Sustainable Events: The Complete Guide to Green Event Management
Sustainable Events: The Complete Guide to Green Event Management
Sustainable event management is no longer a niche concern for festival organisers and charity fundraisers. UK corporate marketing teams, venues, agencies, and in-house event planners are under growing pressure to deliver green events that cut waste and emissions without compromising delegate experience or commercial outcomes. Whether you are planning a 50-person product launch or a 5,000-delegate conference, sustainability in events now sits alongside budget, safety, and accessibility as a core planning discipline.
This pillar page is the hub for sustainable events content on Sustain. It explains what credible eco friendly events look like in practice, maps the standards and frameworks UK organisers use — including ISO 20121 and BS 8901 — and routes you to detailed guides on implementation, catering, event types, and carbon measurement.

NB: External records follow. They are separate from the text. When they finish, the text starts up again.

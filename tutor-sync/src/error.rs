//! Error taxonomy for the sync engine.
//!
//! Nothing here is fatal to the process. Transport errors recover through
//! reconnect or the next poll, signaling and decode errors skip a single
//! step or frame, and command errors surface in the session view.

use thiserror::Error;

/// Result alias used throughout the crate.
pub type Result<T> = std::result::Result<T, SyncError>;

#[derive(Debug, Clone, PartialEq, Eq, Error)]
pub enum SyncError {
    /// Connection refused, dropped, or a request that never got a response.
    #[error("transport error: {0}")]
    Transport(String),

    /// The collaborator explicitly rejected the connection (close code 4003
    /// or a 403 handshake). Reconnect is suppressed.
    #[error("connection rejected by collaborator (code {0})")]
    Rejected(u16),

    /// Malformed or out-of-sequence SDP/ICE, or a failing negotiation step.
    #[error("signaling error: {0}")]
    Signaling(String),

    /// An inbound frame that could not be decoded.
    #[error("malformed frame: {0}")]
    ProtocolDecode(String),

    /// A mutating call the collaborator (or the local exclusivity check)
    /// refused. The message is user-facing.
    #[error("{0}")]
    Command(String),

    /// Snapshot cache failure. Persistence is best-effort.
    #[error("cache error: {0}")]
    Cache(String),

    /// Local media device acquisition failed.
    #[error("media error: {0}")]
    Media(String),

    /// The engine task has shut down.
    #[error("sync engine stopped")]
    EngineStopped,
}

impl SyncError {
    /// Whether the failure is expected to clear up on its own
    /// (next reconnect attempt or next poll cycle).
    pub fn is_transient(&self) -> bool {
        matches!(self, SyncError::Transport(_))
    }
}

impl From<reqwest::Error> for SyncError {
    fn from(e: reqwest::Error) -> Self {
        if e.is_decode() {
            SyncError::ProtocolDecode(e.to_string())
        } else {
            SyncError::Transport(e.to_string())
        }
    }
}

impl From<serde_json::Error> for SyncError {
    fn from(e: serde_json::Error) -> Self {
        SyncError::ProtocolDecode(e.to_string())
    }
}

impl From<tokio_tungstenite::tungstenite::Error> for SyncError {
    fn from(e: tokio_tungstenite::tungstenite::Error) -> Self {
        use tokio_tungstenite::tungstenite::Error as WsError;
        match e {
            WsError::Http(ref response) if response.status().as_u16() == 403 => {
                SyncError::Rejected(403)
            }
            other => SyncError::Transport(other.to_string()),
        }
    }
}

impl From<rocksdb::Error> for SyncError {
    fn from(e: rocksdb::Error) -> Self {
        SyncError::Cache(e.to_string())
    }
}

impl From<webrtc::Error> for SyncError {
    fn from(e: webrtc::Error) -> Self {
        SyncError::Signaling(e.to_string())
    }
}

Last updated: 24 June 2026 | Reviewed by Sustainability Editor
What is sustainable event management?
Sustainable event management is the systematic planning and delivery of events that minimise negative environmental, social, and economic impacts while maximising positive legacy. For UK businesses, it typically covers venue selection, travel, energy, catering, waste, procurement, accessibility, and transparent reporting — aligned with recognised standards such as ISO 20121 and supported by practical guidance from bodies including WRAP and the Events Industry Council.
Key takeaways
- Sustainable event management works best when sustainability is embedded from the first brief — not added as signage and recycling bins in the final week.

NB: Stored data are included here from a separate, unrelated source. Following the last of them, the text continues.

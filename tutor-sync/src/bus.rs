//! In-process typed event fan-out.
//!
//! The engine publishes every state change here; UI surfaces subscribe.
//! Backed by a tokio broadcast channel, so a slow subscriber lags and
//! skips events instead of stalling the engine.

use std::sync::atomic::{AtomicU64, Ordering};
use std::sync::Arc;
use tokio::sync::broadcast;
use uuid::Uuid;

use crate::protocol::{ChannelKind, ChatMessage, CodeWorkspace, CreditSummary, Session, Timer, UserId, WhiteboardScene};
use crate::signaling::peer::PeerState;
use crate::signaling::NegotiationState;

/// Everything observable about a running session.
#[derive(Debug, Clone, PartialEq)]
pub enum SessionEvent {
    ChannelConnected(ChannelKind),
    ChannelDisconnected(ChannelKind),
    /// The collaborator refused the channel; it will not reconnect.
    ChannelRejected(ChannelKind),
    /// A fresh authoritative snapshot replaced local session state.
    SessionReplaced(Session),
    TimerStarted(Timer),
    TimerStopped {
        teacher: UserId,
        duration_seconds: u64,
        total_seconds: u64,
    },
    SessionEnded {
        ended_by: Option<UserId>,
        summary: Option<CreditSummary>,
    },
    /// The local user's balance changed.
    CreditsChanged(f64),
    WhiteboardApplied(WhiteboardScene),
    CodeApplied(CodeWorkspace),
    ChatAppended(ChatMessage),
    ChatConfirmed { local_id: Uuid, message: ChatMessage },
    ChatFailed { local_id: Uuid, reason: String },
    Typing { user: UserId, is_typing: bool },
    PresenceChanged { user: UserId, online: bool },
    PresenceReplaced(usize),
    NegotiationChanged(NegotiationState),
    PeerStateChanged(PeerState),
    CommandFailed(String),
}

/// Delivery counters.
#[derive(Debug, Clone, Default, PartialEq, Eq)]
pub struct BusStats {
    pub published: u64,
    /// Events published while nobody was subscribed.
    pub unobserved: u64,
    pub subscribers: usize,
}

#[derive(Default)]
struct AtomicBusStats {
    published: AtomicU64,
    unobserved: AtomicU64,
}

/// Cloneable handle to the session event bus.
#[derive(Clone)]
pub struct EventBus {
    sender: broadcast::Sender<SessionEvent>,
    capacity: usize,
    stats: Arc<AtomicBusStats>,
}

impl EventBus {
    /// `capacity` events are buffered per subscriber before it lags.
    pub fn new(capacity: usize) -> Self {
        let (sender, _) = broadcast::channel(capacity);
        Self {
            sender,
            capacity,
            stats: Arc::new(AtomicBusStats::default()),
        }
    }

    /// Publish to every current subscriber. Returns how many received it.
    pub fn publish(&self, event: SessionEvent) -> usize {
        self.stats.published.fetch_add(1, Ordering::Relaxed);
        match self.sender.send(event) {
            Ok(count) => count,
            Err(_) => {
                self.stats.unobserved.fetch_add(1, Ordering::Relaxed);
                0
            }
        }
    }

    pub fn subscribe(&self) -> broadcast::Receiver<SessionEvent> {
        self.sender.subscribe()
    }

    pub fn capacity(&self) -> usize {
        self.capacity
    }

    pub fn stats(&self) -> BusStats {
        BusStats {
            published: self.stats.published.load(Ordering::Relaxed),
            unobserved: self.stats.unobserved.load(Ordering::Relaxed),
            subscribers: self.sender.receiver_count(),
        }
    }
}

- ISO 20121 is the international standard for event sustainability management systems; BS 8901 was the UK precursor and remains a useful reference for British organisers.
- Travel, catering, and energy typically dominate the event carbon footprint; measure before you claim.

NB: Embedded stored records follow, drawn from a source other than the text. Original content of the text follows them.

#[cfg(test)]
mod tests {
    use super::*;
    use crate::error::{Result, SyncError};
    use async_trait::async_trait;
    use std::any::Any;
    use std::sync::atomic::{AtomicBool, Ordering};
    use std::sync::Mutex;

    /// Scripted peer that follows the offer/answer state rules and records
    /// every call.
    struct ScriptedPeer {
        state: Mutex<SignalingState>,
        calls: Mutex<Vec<String>>,
        fail_create_offer: AtomicBool,
    }

    impl ScriptedPeer {
        fn new() -> Arc<Self> {
            Arc::new(Self {
                state: Mutex::new(SignalingState::Stable),
                calls: Mutex::new(Vec::new()),
                fail_create_offer: AtomicBool::new(false),
            })
        }

        fn force_state(&self, state: SignalingState) {
            *self.state.lock().unwrap() = state;
        }

        fn calls(&self) -> Vec<String> {
            self.calls.lock().unwrap().clone()
        }

        fn record(&self, call: &str) {
            self.calls.lock().unwrap().push(call.to_string());
        }
    }

    #[async_trait]
    impl PeerConnection for ScriptedPeer {
        fn signaling_state(&self) -> SignalingState {
            *self.state.lock().unwrap()
        }

        async fn create_offer(&self) -> Result<SessionDescription> {
            self.record("create_offer");
            if self.fail_create_offer.load(Ordering::SeqCst) {
                return Err(SyncError::Signaling("no transceivers".into()));
            }
            Ok(SessionDescription::offer("offer-sdp"))
        }

        async fn create_answer(&self) -> Result<SessionDescription> {
            self.record("create_answer");
            Ok(SessionDescription::answer("answer-sdp"))
        }

        async fn set_local_description(&self, desc: SessionDescription) -> Result<()> {
            self.record(&format!("set_local:{:?}", desc.kind));
            let mut state = self.state.lock().unwrap();
            *state = match desc.kind {
                crate::protocol::SdpKind::Offer => SignalingState::HaveLocalOffer,
                _ => SignalingState::Stable,
            };
            Ok(())
        }

        async fn set_remote_description(&self, desc: SessionDescription) -> Result<()> {
            self.record(&format!("set_remote:{:?}", desc.kind));
            let mut state = self.state.lock().unwrap();
            match (desc.kind, *state) {
                (crate::protocol::SdpKind::Offer, SignalingState::Stable) => {
                    *state = SignalingState::HaveRemoteOffer;
                    Ok(())
                }
                (crate::protocol::SdpKind::Answer, SignalingState::HaveLocalOffer) => {
                    *state = SignalingState::Stable;
                    Ok(())
                }
                (kind, current) => Err(SyncError::Signaling(format!("{kind:?} in {current:?}"))),
            }
        }

        async fn add_ice_candidate(&self, _candidate: IceCandidate) -> Result<()> {
            self.record("add_ice_candidate");
            Err(SyncError::Signaling("remote description not set".into()))
        }

        async fn add_track(&self, track: Arc<dyn LocalTrack>) -> Result<()> {
            self.record(&format!("add_track:{:?}", track.kind()));
            Ok(())
        }

        async fn remove_track(&self, _track_id: &str) -> Result<()> {
            self.record("remove_track");
            Ok(())
        }

        async fn close(&self) -> Result<()> {
            self.record("close");
            Ok(())
        }
    }

    struct FakeTrack {
        id: String,
        kind: TrackKind,
        enabled: AtomicBool,
        live: AtomicBool,
    }

    impl LocalTrack for FakeTrack {
        fn id(&self) -> &str {
            &self.id
        }
        fn kind(&self) -> TrackKind {
            self.kind
        }
        fn set_enabled(&self, enabled: bool) {
            self.enabled.store(enabled, Ordering::SeqCst);
        }
        fn is_enabled(&self) -> bool {
            self.enabled.load(Ordering::SeqCst)
        }
        fn stop(&self) {
            self.live.store(false, Ordering::SeqCst);
        }
        fn is_live(&self) -> bool {
            self.live.load(Ordering::SeqCst)
        }
        fn as_any(&self) -> &dyn Any {
            self
        }
    }

    struct FakeDevices;

    #[async_trait]
    impl MediaDevices for FakeDevices {
        async fn acquire(&self, request: MediaRequest) -> Result<Vec<Arc<dyn LocalTrack>>> {
            let mut tracks: Vec<Arc<dyn LocalTrack>> = Vec::new();
            for (wanted, kind) in [(request.audio, TrackKind::Audio), (request.video, TrackKind::Video)] {
                if wanted {
                    tracks.push(Arc::new(FakeTrack {
                        id: format!("{kind:?}").to_lowercase(),
                        kind,
                        enabled: AtomicBool::new(true),
                        live: AtomicBool::new(true),
                    }));
                }
            }
            Ok(tracks)
        }
    }

    fn machine(role: Role, peer: Arc<ScriptedPeer>) -> SignalingStateMachine {
        let mut m = SignalingStateMachine::new(peer, Arc::new(FakeDevices), MediaPreferences::default());
        m.assign_role(role);
        m
    }

    fn from(signal: Signal, role: Role) -> SignalMessage {
        SignalMessage::new(signal, role, 1)
    }

    fn names(out: &[SignalMessage]) -> Vec<&'static str> {
        out.iter().map(|m| m.signal.name()).collect()
    }

    #[tokio::test]
    async fn test_start_attaches_audio_and_announces_ready() {
        let peer = ScriptedPeer::new();
        let mut m = machine(Role::Caller, peer.clone());

        let out = m.start().await;
        assert_eq!(names(&out), vec!["ready"]);
        assert_eq!(out[0].role, Some(Role::Caller));
        assert_eq!(peer.calls(), vec!["add_track:Audio"]);
        assert!(m.start().await.is_empty());
    }

    #[tokio::test]
    async fn test_start_waits_for_role() {
        let peer = ScriptedPeer::new();
        let mut m = SignalingStateMachine::new(peer, Arc::new(FakeDevices), MediaPreferences::default());
        assert!(m.start().await.is_empty());
        assert!(!m.is_started());
    }

    #[tokio::test]
    async fn test_role_is_assigned_once() {
        let mut m = machine(Role::Callee, ScriptedPeer::new());
        assert!(!m.assign_role(Role::Caller));
        assert_eq!(m.role(), Some(Role::Callee));
    }

    #[tokio::test]
    async fn test_callee_never_offers() {
        let peer = ScriptedPeer::new();
        let mut m = machine(Role::Callee, peer.clone());
        let sequence = vec![
            Signal::Ready,
            Signal::Offer { sdp: SessionDescription::offer("o1") },
            Signal::Ready,
            Signal::Answer { sdp: SessionDescription::answer("a1") },
            Signal::Ready,
            Signal::Offer { sdp: SessionDescription::offer("o2") },
        ];
        for signal in sequence {
            let out = m.handle_signal(from(signal, Role::Caller)).await;
            assert!(!names(&out).contains(&"offer"));
        }
        assert!(!peer.calls().contains(&"create_offer".to_string()));
    }

    #[tokio::test]
    async fn test_callee_echoes_ready_when_stable() {
        let mut m = machine(Role::Callee, ScriptedPeer::new());
        let out = m.handle_signal(from(Signal::Ready, Role::Caller)).await;
        assert_eq!(names(&out), vec!["ready"]);
    }

    #[tokio::test]
    async fn test_caller_offers_only_when_stable() {
        let peer = ScriptedPeer::new();
        let mut m = machine(Role::Caller, peer.clone());

        let out = m.handle_signal(from(Signal::Ready, Role::Callee)).await;
        assert_eq!(names(&out), vec!["offer"]);
        assert_eq!(m.state(), NegotiationState::Negotiating);

        // Offer outstanding: signaling is have-local-offer, a second ready is ignored.
        let out = m.handle_signal(from(Signal::Ready, Role::Callee)).await;
        assert!(out.is_empty());
        assert_eq!(peer.calls().iter().filter(|c| *c == "create_offer").count(), 1);
    }

    #[tokio::test]
    async fn test_offer_while_not_stable_rolls_back_first() {
        let peer = ScriptedPeer::new();
        let mut m = machine(Role::Callee, peer.clone());
        peer.force_state(SignalingState::HaveLocalOffer);

        let out = m.handle_signal(from(Signal::Offer { sdp: SessionDescription::offer("o") }, Role::Caller)).await;
        assert_eq!(names(&out), vec!["answer"]);

        let calls = peer.calls();
        let rollback = calls.iter().position(|c| c == "set_local:Rollback").unwrap();
        let remote = calls.iter().position(|c| c == "set_remote:Offer").unwrap();
        assert!(rollback < remote);
        assert_eq!(m.state(), NegotiationState::Connected);
    }

    #[tokio::test]
    async fn test_offer_when_stable_skips_rollback() {
        let peer = ScriptedPeer::new();
        let mut m = machine(Role::Callee, peer.clone());
        m.handle_signal(from(Signal::Offer { sdp: SessionDescription::offer("o") }, Role::Caller)).await;
        assert!(!peer.calls().contains(&"set_local:Rollback".to_string()));
    }

    #[tokio::test]
    async fn test_failed_offer_keeps_prior_state() {
        let peer = ScriptedPeer::new();
        peer.fail_create_offer.store(true, Ordering::SeqCst);
        let mut m = machine(Role::Caller, peer.clone());

        let out = m.handle_signal(from(Signal::Ready, Role::Callee)).await;
        assert!(out.is_empty());
        assert_eq!(m.state(), NegotiationState::Idle);

        peer.fail_create_offer.store(false, Ordering::SeqCst);
        let out = m.handle_signal(from(Signal::Ready, Role::Callee)).await;
        assert_eq!(names(&out), vec!["offer"]);
    }

    #[tokio::test]
    async fn test_answer_out_of_sequence_is_non_fatal() {
        let peer = ScriptedPeer::new();
        let mut m = machine(Role::Caller, peer);
        let out = m.handle_signal(from(Signal::Answer { sdp: SessionDescription::answer("a") }, Role::Callee)).await;
        assert!(out.is_empty());
        assert_eq!(m.state(), NegotiationState::Idle);
    }

    #[tokio::test]
    async fn test_early_candidate_is_tolerated() {
        let peer = ScriptedPeer::new();
        let mut m = machine(Role::Callee, peer.clone());
        let candidate = IceCandidate {
            candidate: "candidate:1 1 udp 1 10.0.0.1 9 typ host".into(),
            sdp_mid: Some("0".into()),
            sdp_mline_index: Some(0),
            username_fragment: None,
        };
        let out = m.handle_signal(from(Signal::Candidate { candidate }, Role::Caller)).await;
        assert!(out.is_empty());
        assert_eq!(peer.calls(), vec!["add_ice_candidate"]);
    }

    #[tokio::test]
    async fn test_own_role_echo_dropped() {
        let peer = ScriptedPeer::new();
        let mut m = machine(Role::Caller, peer.clone());
        let out = m.handle_signal(from(Signal::Ready, Role::Caller)).await;
        assert!(out.is_empty());
        assert!(peer.calls().is_empty());
    }

    #[tokio::test]
    async fn test_renegotiation_from_connected() {
        let peer = ScriptedPeer::new();
        let mut m = machine(Role::Caller, peer.clone());
        m.handle_signal(from(Signal::Ready, Role::Callee)).await;
        m.handle_signal(from(Signal::Answer { sdp: SessionDescription::answer("a") }, Role::Callee)).await;
        assert_eq!(m.state(), NegotiationState::Connected);

        let out = m.handle_signal(from(Signal::Ready, Role::Callee)).await;
        assert_eq!(names(&out), vec!["offer"]);
        assert_eq!(m.state(), NegotiationState::Renegotiating);

        m.handle_signal(from(Signal::Answer { sdp: SessionDescription::answer("a2") }, Role::Callee)).await;
        assert_eq!(m.state(), NegotiationState::Connected);
    }

    #[tokio::test]
    async fn test_mute_disables_audio_without_stopping() {
        let peer = ScriptedPeer::new();
        let mut m = machine(Role::Caller, peer);
        m.start().await;

        m.set_muted(true);
        let audio = &m.local_tracks()[0];
        assert!(!audio.is_enabled());
        assert!(audio.is_live());
        assert!(m.preferences().muted);
    }

    #[tokio::test]
    async fn test_video_reacquire_attaches_and_renegotiates() {
        let peer = ScriptedPeer::new();
        let mut m = machine(Role::Caller, peer.clone());
        m.start().await;

        let out = m.set_video_off(false).await;
        assert_eq!(names(&out), vec!["offer"]);
        assert!(peer.calls().contains(&"add_track:Video".to_string()));
        assert!(!m.preferences().video_off);

        let out = m.set_video_off(true).await;
        assert!(out.is_empty());
        assert!(m.local_tracks().iter().all(|t| t.kind() == TrackKind::Audio));
        assert!(peer.calls().contains(&"remove_track".to_string()));
    }

    #[tokio::test]
    async fn test_callee_video_reacquire_requests_offer() {
        let mut m = machine(Role::Callee, ScriptedPeer::new());
        m.start().await;
        let out = m.set_video_off(false).await;
        assert_eq!(names(&out), vec!["ready"]);
    }

    #[tokio::test]
    async fn test_dispose_stops_every_track() {
        let peer = ScriptedPeer::new();
        let mut m = SignalingStateMachine::new(
            peer.clone(),
            Arc::new(FakeDevices),
            MediaPreferences { muted: true, video_off: false },
        );
        m.assign_role(Role::Caller);
        m.start().await;
        let tracks: Vec<Arc<dyn LocalTrack>> = m.local_tracks().to_vec();
        assert_eq!(tracks.len(), 2);

        m.dispose().await;
        assert!(tracks.iter().all(|t| !t.is_live()));
        assert_eq!(m.state(), NegotiationState::Closed);
        assert!(peer.calls().contains(&"close".to_string()));
        assert!(m.handle_signal(from(Signal::Ready, Role::Callee)).await.is_empty());
        assert!(m.reannounce().is_empty());
    }
}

- Use an event sustainability checklist across venue, suppliers, communications, and post-event reporting.
- Avoid vague “green event” marketing — align claims with the CMA Green Claims Code and evidence your reductions.
- Start implementation with our step-by-step event sustainability guide, then explore measuring your event carbon footprint.
Topic map: the Sustainable Events pillar
| Area | What you’ll learn | Go deeper |
|---|---|---|
| Core concepts | Definitions, standards, business case | This page |
| Implementation | End-to-end planning checklist | How to make an event sustainable |
| Catering | Food, drink, and food waste | Sustainable event catering |
| Corporate events | Conferences, hybrid formats, business travel | Sustainable conferences |
| Festivals | Outdoor events, waste, UK case studies | Sustainable festivals |
| Measurement | GHG inventory, offsets, reporting | Event carbon footprint |
| Claims compliance | Avoiding greenwashing in event marketing | How to avoid greenwashing |
Why sustainable events matter for UK businesses
Events are high-impact, high-visibility activities. A single conference can generate tonnes of waste, thousands of travel miles, and significant energy demand — while simultaneously shaping how customers, employees, and partners perceive your brand.
Commercial drivers
| Driver | Why it matters |
|---|---|
| Client and tender requirements | Corporate buyers increasingly score events on ESG criteria; agencies that cannot demonstrate capability lose pitches. |
| Brand reputation | Visible waste, single-use plastics, or exaggerated “carbon neutral” claims create reputational risk. |
| Cost efficiency | Waste reduction, digital materials, and smarter travel policies often cut direct spend. |
| Regulatory context | While most events are not directly regulated like SECR-reporting companies, organisers working for large corporates must support client scope 3 emissions reporting. |
| Employee and community expectations | Staff and local communities expect responsible event practice, especially for public-facing activations. |
The Business Visits and Events Partnership (BVEP) and UK events sector bodies have increasingly framed sustainability as essential to the industry’s licence to operate — not an optional add-on.
Environmental reality
Research consistently shows that for most business events, delegate travel is the largest emission source — often 70–90% of total footprint depending on format and location. Catering (particularly meat-heavy menus and food waste) and venue energy follow. Understanding this hierarchy prevents misallocated effort: banning plastic straws while flying 2,000 delegates internationally without a travel strategy will not deliver meaningful impact.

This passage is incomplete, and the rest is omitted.